* **Problem to solve**
Up to and including the line containing "pub struct OutboundHandle", set down each line of the entries below exactly, starting from the first, and leave out the rest.
Listed entries Block Start
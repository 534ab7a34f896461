//! Outbound frame plumbing.
//!
//! Serialized messages travel to the device through one bounded queue per
//! session. Handlers push with back-pressure; the telemetry producer must
//! never block, so it goes through [`OutboundHandle::try_send`], which is
//! also a no-op between sessions.

use std::sync::atomic::{AtomicU64, Ordering};
use std::sync::{Arc, Mutex};

use tokio::sync::mpsc;

/// A fully encoded message, ready for the length prefix.
pub type Frame = Vec<u8>;

#[derive(Debug, Clone, Copy, PartialEq, Eq)]
pub enum EnqueueError {
    /// No session is `Ready`; the frame is discarded by design.
    NotReady,
    /// The queue is saturated; the caller decides whether to drop.
    Full,
}

/// Long-lived handle shared by the producers that outlive any single
/// session. The session installs its bounded sender on reaching `Ready`
/// and clears it when draining.
#[derive(Clone, Default)]
pub struct OutboundHandle {
    slot: Arc<Mutex<Option<mpsc::Sender<Frame>>>>,
}

impl OutboundHandle {
    pub fn new() -> Self {
        Self::default()
    }

    pub fn install(&self, tx: mpsc::Sender<Frame>) {
        *self.slot.lock().unwrap() = Some(tx);
    }

    pub fn clear(&self) {
        *self.slot.lock().unwrap() = None;
    }

    pub fn is_ready(&self) -> bool {
        self.slot.lock().unwrap().is_some()
    }

    /// Non-blocking push for one-way events.
    pub fn try_send(&self, frame: Frame) -> Result<(), EnqueueError> {
        let guard = self.slot.lock().unwrap();
        let Some(tx) = guard.as_ref() else {
            return Err(EnqueueError::NotReady);
        };
        tx.try_send(frame).map_err(|err| match err {
            mpsc::error::TrySendError::Full(_) => EnqueueError::Full,
            mpsc::error::TrySendError::Closed(_) => EnqueueError::NotReady,
        })
    }

    /// Blocking-push capability for the current session, or `None` between
    /// sessions.
    pub fn sender(&self) -> Option<mpsc::Sender<Frame>> {
        self.slot.lock().unwrap().clone()
    }
}

/// Mints correlation ids for agent-originated messages (hello, ping,
/// telemetry). Lives across sessions so ids never repeat within one
/// process.
#[derive(Clone, Default)]
pub struct OutboundSequence {
    next: Arc<AtomicU64>,
}

impl OutboundSequence {
    pub fn new() -> Self {
        Self::default()
    }

    pub fn next(&self) -> u64 {
        self.next.fetch_add(1, Ordering::Relaxed)
    }
}

#[cfg(test)]
mod tests {
    use super::*;

    #[tokio::test]
    async fn try_send_without_a_session_is_not_ready() {
        let handle = OutboundHandle::new();
        assert_eq!(handle.try_send(vec![1]), Err(EnqueueError::NotReady));
    }

    #[tokio::test]
    async fn try_send_reports_saturation() {
        let handle = OutboundHandle::new();
        let (tx, mut rx) = mpsc::channel(1);
        handle.install(tx);

        handle.try_send(vec![1]).unwrap();
        assert_eq!(handle.try_send(vec![2]), Err(EnqueueError::Full));

        rx.recv().await.unwrap();
        handle.try_send(vec![3]).unwrap();
    }

    #[tokio::test]
    async fn clear_detaches_the_session() {
        let handle = OutboundHandle::new();
        let (tx, _rx) = mpsc::channel(1);
        handle.install(tx);
        assert!(handle.is_ready());
        handle.clear();
        assert_eq!(handle.try_send(vec![1]), Err(EnqueueError::NotReady));
    }

    #[test]
    fn sequence_is_monotonic() {
        let seq = OutboundSequence::new();
        let a = seq.next();
        let b = seq.next();
        assert!(b > a);
    }
}
use crate::error::ErrorKind;

/// Wire schema version declared in the `hello` event.
pub const PROTOCOL_VERSION: u8 = 1;

/// One unit exchanged with the host. Maps 1:1 to a frame.
///
/// `payload` is an opaque postcard blob whose shape is determined by
/// `operation` (see [`crate::ops`]). Decoding the payload is the
/// receiver's job; an undecodable payload for a known operation is a
/// per-request `Malformed` error, not a session fault.
#[derive(Debug, Clone, PartialEq, serde::Serialize, serde::Deserialize)]
pub struct Message {
    /// Chosen by the originator of the exchange, echoed verbatim on
    /// responses and progress events.
    pub correlation_id: u64,
    pub kind: Kind,
    /// Handler family tag, e.g. `execute` or `telemetry_report`. Kept as a
    /// string so an unknown tag still decodes and can be answered with
    /// `UnsupportedOperation` instead of killing the session.
    pub operation: String,
    pub payload: Vec<u8>,
}

#[derive(Debug, Clone, PartialEq, serde::Serialize, serde::Deserialize)]
pub enum Kind {
    Request,
    Response { status: Status },
    Event,
}

#[derive(Debug, Clone, PartialEq, serde::Serialize, serde::Deserialize)]
pub enum Status {
    Ok,
    Err { kind: ErrorKind, message: String },
}

#[derive(Debug, thiserror::Error)]
pub enum CodecError {
    #[error("malformed message: {0}")]
    Malformed(#[from] postcard::Error),
}

impl Message {
    pub fn request(correlation_id: u64, operation: impl Into<String>, payload: Vec<u8>) -> Self {
        Message {
            correlation_id,
            kind: Kind::Request,
            operation: operation.into(),
            payload,
        }
    }

    pub fn response_ok(
        correlation_id: u64,
        operation: impl Into<String>,
        payload: Vec<u8>,
    ) -> Self {
        Message {
            correlation_id,
            kind: Kind::Response { status: Status::Ok },
            operation: operation.into(),
            payload,
        }
    }

    pub fn response_err(
        correlation_id: u64,
        operation: impl Into<String>,
        kind: ErrorKind,
        message: impl Into<String>,
    ) -> Self {
        Message {
            correlation_id,
            kind: Kind::Response {
                status: Status::Err {
                    kind,
                    message: message.into(),
                },
            },
            operation: operation.into(),
            payload: Vec::new(),
        }
    }

    pub fn event(correlation_id: u64, operation: impl Into<String>, payload: Vec<u8>) -> Self {
        Message {
            correlation_id,
            kind: Kind::Event,
            operation: operation.into(),
            payload,
        }
    }

    pub fn encode(&self) -> Result<Vec<u8>, CodecError> {
        Ok(postcard::to_allocvec(self)?)
    }

    pub fn decode(bytes: &[u8]) -> Result<Self, CodecError> {
        Ok(postcard::from_bytes(bytes)?)
    }
}

#[cfg(test)]
mod tests {
    use super::*;

    #[test]
    fn round_trips_a_request() {
        let msg = Message::request(7, "execute", vec![1, 2, 3]);
        let decoded = Message::decode(&msg.encode().unwrap()).unwrap();
        assert_eq!(msg, decoded);
    }

    #[test]
    fn round_trips_an_error_response() {
        let msg = Message::response_err(9, "file_read", ErrorKind::NotFound, "no such file");
        let decoded = Message::decode(&msg.encode().unwrap()).unwrap();
        assert_eq!(decoded.correlation_id, 9);
        match decoded.kind {
            Kind::Response {
                status: Status::Err { kind, message },
            } => {
                assert_eq!(kind, ErrorKind::NotFound);
                assert_eq!(message, "no such file");
            }
            other => panic!("unexpected kind: {other:?}"),
        }
    }

    #[test]
    fn unknown_operation_tags_still_decode() {
        // The envelope must survive operations this build has never heard
        // of so the dispatcher can answer UnsupportedOperation.
        let msg = Message::request(9, "moonshot", Vec::new());
        let decoded = Message::decode(&msg.encode().unwrap()).unwrap();
        assert_eq!(decoded.operation, "moonshot");
        assert_eq!(decoded.kind, Kind::Request);
    }

    #[test]
    fn garbage_is_malformed() {
        assert!(Message::decode(&[0xff; 3]).is_err());
    }
}
//! Desktop session integration: clipboard and display resize.
//!
//! These only work when the guest has a graphical session. Headless
//! guests answer `Unavailable`, which the host treats as "no desktop",
//! not as a fault.

use std::path::{Path, PathBuf};
use std::process::Stdio;
use std::time::Duration;

use futures::FutureExt;
use futures::future::BoxFuture;
use helion_shared::ops::{
    self, ClipboardGetResponse, ClipboardSetRequest, DisplayResizeRequest, op,
};
use tokio::io::AsyncWriteExt;
use tokio::process::Command;
use tracing::{debug, warn};

use super::{Handler, HandlerError, RequestContext};

const X11_SOCKET_DIR: &str = "/tmp/.X11-unix";

pub struct ClipboardGetHandler;

impl Handler for ClipboardGetHandler {
    fn operation(&self) -> &'static str {
        op::CLIPBOARD_GET
    }

    fn default_timeout(&self) -> Duration {
        Duration::from_secs(15)
    }

    fn handle(&self, ctx: RequestContext) -> BoxFuture<'static, Result<Vec<u8>, HandlerError>> {
        clipboard_get(ctx).boxed()
    }
}

pub struct ClipboardSetHandler;

impl Handler for ClipboardSetHandler {
    fn operation(&self) -> &'static str {
        op::CLIPBOARD_SET
    }

    fn default_timeout(&self) -> Duration {
        Duration::from_secs(15)
    }

    fn handle(&self, ctx: RequestContext) -> BoxFuture<'static, Result<Vec<u8>, HandlerError>> {
        clipboard_set(ctx).boxed()
    }
}

pub struct DisplayResizeHandler;

impl Handler for DisplayResizeHandler {
    fn operation(&self) -> &'static str {
        op::DISPLAY_RESIZE
    }

    fn default_timeout(&self) -> Duration {
        Duration::from_secs(15)
    }

    fn handle(&self, ctx: RequestContext) -> BoxFuture<'static, Result<Vec<u8>, HandlerError>> {
        display_resize(ctx).boxed()
    }
}

/// Locate the X display by its socket. `:0` style, no remote displays.
pub(crate) fn detect_display(socket_dir: &Path) -> Result<String, HandlerError> {
    let entries = std::fs::read_dir(socket_dir).map_err(|_| no_session())?;
    for entry in entries.flatten() {
        if let Some(number) = entry
            .file_name()
            .to_str()
            .and_then(|name| name.strip_prefix('X'))
            .and_then(|n| n.parse::<u32>().ok())
        {
            return Ok(format!(":{number}"));
        }
    }
    Err(no_session())
}

fn no_session() -> HandlerError {
    HandlerError::Unavailable("no desktop session".into())
}

async fn clipboard_get(ctx: RequestContext) -> Result<Vec<u8>, HandlerError> {
    let display = detect_display(&PathBuf::from(X11_SOCKET_DIR))?;

    let output = tokio::select! {
        output = Command::new("xclip")
            .args(["-selection", "clipboard", "-o"])
            .env("DISPLAY", &display)
            .kill_on_drop(true)
            .output() => output.map_err(tool_missing)?,
        _ = ctx.cancelled() => return Err(ctx.interrupted()),
    };
    if !output.status.success() {
        // An empty selection is not a fault; xclip just has nothing to say.
        debug!(status = %output.status, "xclip read returned nothing");
        return Ok(ops::encode(&ClipboardGetResponse {
            data: Vec::new(),
            mime: "text/plain".into(),
        })?);
    }

    let mut data = output.stdout;
    let cap = ctx.cfg.max_chunk_size as usize;
    if data.len() > cap {
        warn!(len = data.len(), cap, "clipboard content truncated");
        data.truncate(cap);
    }
    Ok(ops::encode(&ClipboardGetResponse {
        data,
        mime: "text/plain".into(),
    })?)
}

async fn clipboard_set(ctx: RequestContext) -> Result<Vec<u8>, HandlerError> {
    let req: ClipboardSetRequest = ctx.decode()?;
    if req.data.len() > ctx.cfg.max_chunk_size as usize {
        return Err(HandlerError::InvalidArgument(format!(
            "clipboard payload exceeds {} bytes",
            ctx.cfg.max_chunk_size
        )));
    }
    let display = detect_display(&PathBuf::from(X11_SOCKET_DIR))?;

    let mut child = Command::new("xclip")
        .args(["-selection", "clipboard", "-i"])
        .env("DISPLAY", &display)
        .stdin(Stdio::piped())
        .stdout(Stdio::null())
        .stderr(Stdio::null())
        .kill_on_drop(true)
        .spawn()
        .map_err(tool_missing)?;
    if let Some(mut stdin) = child.stdin.take() {
        stdin.write_all(&req.data).await?;
    }

    let status = tokio::select! {
        status = child.wait() => status?,
        _ = ctx.cancelled() => return Err(ctx.interrupted()),
    };
    if !status.success() {
        return Err(HandlerError::Unavailable(format!(
            "xclip write failed with {status}"
        )));
    }
    Ok(Vec::new())
}

async fn display_resize(ctx: RequestContext) -> Result<Vec<u8>, HandlerError> {
    let req: DisplayResizeRequest = ctx.decode()?;
    if req.width == 0 || req.height == 0 || !(req.scale > 0.0) {
        return Err(HandlerError::InvalidArgument(
            "width, height and scale must be positive".into(),
        ));
    }
    let display = detect_display(&PathBuf::from(X11_SOCKET_DIR))?;

    let query = Command::new("xrandr")
        .arg("--query")
        .env("DISPLAY", &display)
        .kill_on_drop(true)
        .output()
        .await
        .map_err(tool_missing)?;
    let listing = String::from_utf8_lossy(&query.stdout).into_owned();
    let Some(output_name) = connected_output(&listing) else {
        return Err(HandlerError::Unsupported("no connected display output".into()));
    };

    let mode = format!("{}x{}", req.width, req.height);
    let mut args = vec![
        "--output".to_string(),
        output_name.to_string(),
        "--mode".to_string(),
        mode.clone(),
    ];
    if (req.scale - 1.0).abs() > f32::EPSILON {
        args.push("--scale".into());
        args.push(format!("{0}x{0}", req.scale));
    }

    let result = tokio::select! {
        result = Command::new("xrandr")
            .args(&args)
            .env("DISPLAY", &display)
            .kill_on_drop(true)
            .output() => result.map_err(tool_missing)?,
        _ = ctx.cancelled() => return Err(ctx.interrupted()),
    };
    if !result.status.success() {
        let stderr = String::from_utf8_lossy(&result.stderr).trim().to_string();
        return Err(HandlerError::Unsupported(format!(
            "mode {mode} rejected: {stderr}"
        )));
    }
    Ok(Vec::new())
}

pub(crate) fn connected_output(xrandr_listing: &str) -> Option<&str> {
    xrandr_listing.lines().find_map(|line| {
        let mut words = line.split_whitespace();
        let name = words.next()?;
        (words.next()? == "connected").then_some(name)
    })
}

fn tool_missing(err: std::io::Error) -> HandlerError {
    match err.kind() {
        std::io::ErrorKind::NotFound => {
            HandlerError::Unavailable("desktop tooling not installed".into())
        }
        _ => err.into(),
    }
}

#[cfg(test)]
mod tests {
    use super::*;
    use crate::handler::testutil::test_ctx;

    #[test]
    fn finds_a_display_socket() {
        let dir = tempfile::tempdir().unwrap();
        std::fs::write(dir.path().join("X0"), b"").unwrap();
        assert_eq!(detect_display(dir.path()).unwrap(), ":0");
    }

    #[test]
    fn no_socket_means_no_session() {
        let dir = tempfile::tempdir().unwrap();
        assert!(matches!(
            detect_display(dir.path()),
            Err(HandlerError::Unavailable(_))
        ));
    }

    #[test]
    fn parses_the_connected_output() {
        let listing = "\
Screen 0: minimum 320 x 200, current 1920 x 1080, maximum 8192 x 8192
Virtual-1 connected primary 1920x1080+0+0 (normal) 0mm x 0mm
Virtual-2 disconnected (normal)
";
        assert_eq!(connected_output(listing), Some("Virtual-1"));
        assert_eq!(connected_output("nothing here\n"), None);
    }

    #[tokio::test]
    async fn zero_dimensions_are_invalid() {
        let payload = ops::encode(&DisplayResizeRequest {
            width: 0,
            height: 1080,
            scale: 1.0,
        })
        .unwrap();
        let (ctx, _e) = test_ctx(op::DISPLAY_RESIZE, payload, None);
        assert!(matches!(
            DisplayResizeHandler.handle(ctx).await,
            Err(HandlerError::InvalidArgument(_))
        ));
    }
}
Listed entries Block End
* **Solution to the exercise**
repository 534ab7a34f896461
//! Outbound frame plumbing.
//!
//! Serialized messages travel to the device through one bounded queue per
//! session. Handlers push with back-pressure; the telemetry producer must
//! never block, so it goes through [`OutboundHandle::try_send`], which is
//! also a no-op between sessions.

use std::sync::atomic::{AtomicU64, Ordering};
use std::sync::{Arc, Mutex};

use tokio::sync::mpsc;

/// A fully encoded message, ready for the length prefix.
pub type Frame = Vec<u8>;

#[derive(Debug, Clone, Copy, PartialEq, Eq)]
pub enum EnqueueError {
    /// No session is `Ready`; the frame is discarded by design.
    NotReady,
    /// The queue is saturated; the caller decides whether to drop.
    Full,
}

/// Long-lived handle shared by the producers that outlive any single
/// session. The session installs its bounded sender on reaching `Ready`
/// and clears it when draining.
#[derive(Clone, Default)]
pub struct OutboundHandle {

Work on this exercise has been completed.